__ACTIVITY__.
The entries below are to be reproduced in full, exactly as written.

[PROVIDED DATA — start]

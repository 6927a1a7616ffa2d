//! Error types for the protocol layer.
//!
//! Each crate in relaylink defines its own error enum. When you see a
//! `ProtocolError`, the problem is in how bytes or channels were laid out,
//! not in the relay or in connection state.

use crate::WireChannel;

/// Errors that can occur while interpreting wire data.
#[derive(Debug, thiserror::Error)]
pub enum ProtocolError {
    /// A control packet did not have the one-byte length.
    #[error("malformed control packet: expected 1 byte, got {len}")]
    MalformedControl {
        /// Length of the offending payload.
        len: usize,
    },

    /// A control packet carried a tag outside the known enumeration.
    #[error("unknown control tag {0}")]
    UnknownControlTag(u8),

    /// A packet arrived on a wire channel the channel map doesn't define.
    #[error("no channel mapped to {0}")]
    UnknownChannel(WireChannel),

    /// The logical-channel configuration can't be turned into a map.
    #[error("invalid channel map: {0}")]
    InvalidChannelMap(String),
}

[PROVIDED DATA — finish]

__SOLUTION BELOW__.
repository 6927a1a7616ffa2d
//! Error types for the protocol layer.
//!
//! Each crate in relaylink defines its own error enum. When you see a
//! `ProtocolError`, the problem is in how bytes or channels were laid out,
//! not in the relay or in connection state.

use crate::WireChannel;

/// Errors that can occur while interpreting wire data.
#[derive(Debug, thiserror::Error)]
pub enum ProtocolError {
    /// A control packet did not have the one-byte length.
    #[error("malformed control packet: expected 1 byte, got {len}")]
    MalformedControl {
        /// Length of the offending payload.
        len: usize,
    },

    /// A control packet carried a tag outside the known enumeration.
    #[error("unknown control tag {0}")]
    UnknownControlTag(u8),

    /// A packet arrived on a wire channel the channel map doesn't define.
    #[error("no channel mapped to {0}")]
    UnknownChannel(WireChannel),

    /// The logical-channel configuration can't be turned into a map.
    #[error("invalid channel map: {0}")]
    InvalidChannelMap(String),
}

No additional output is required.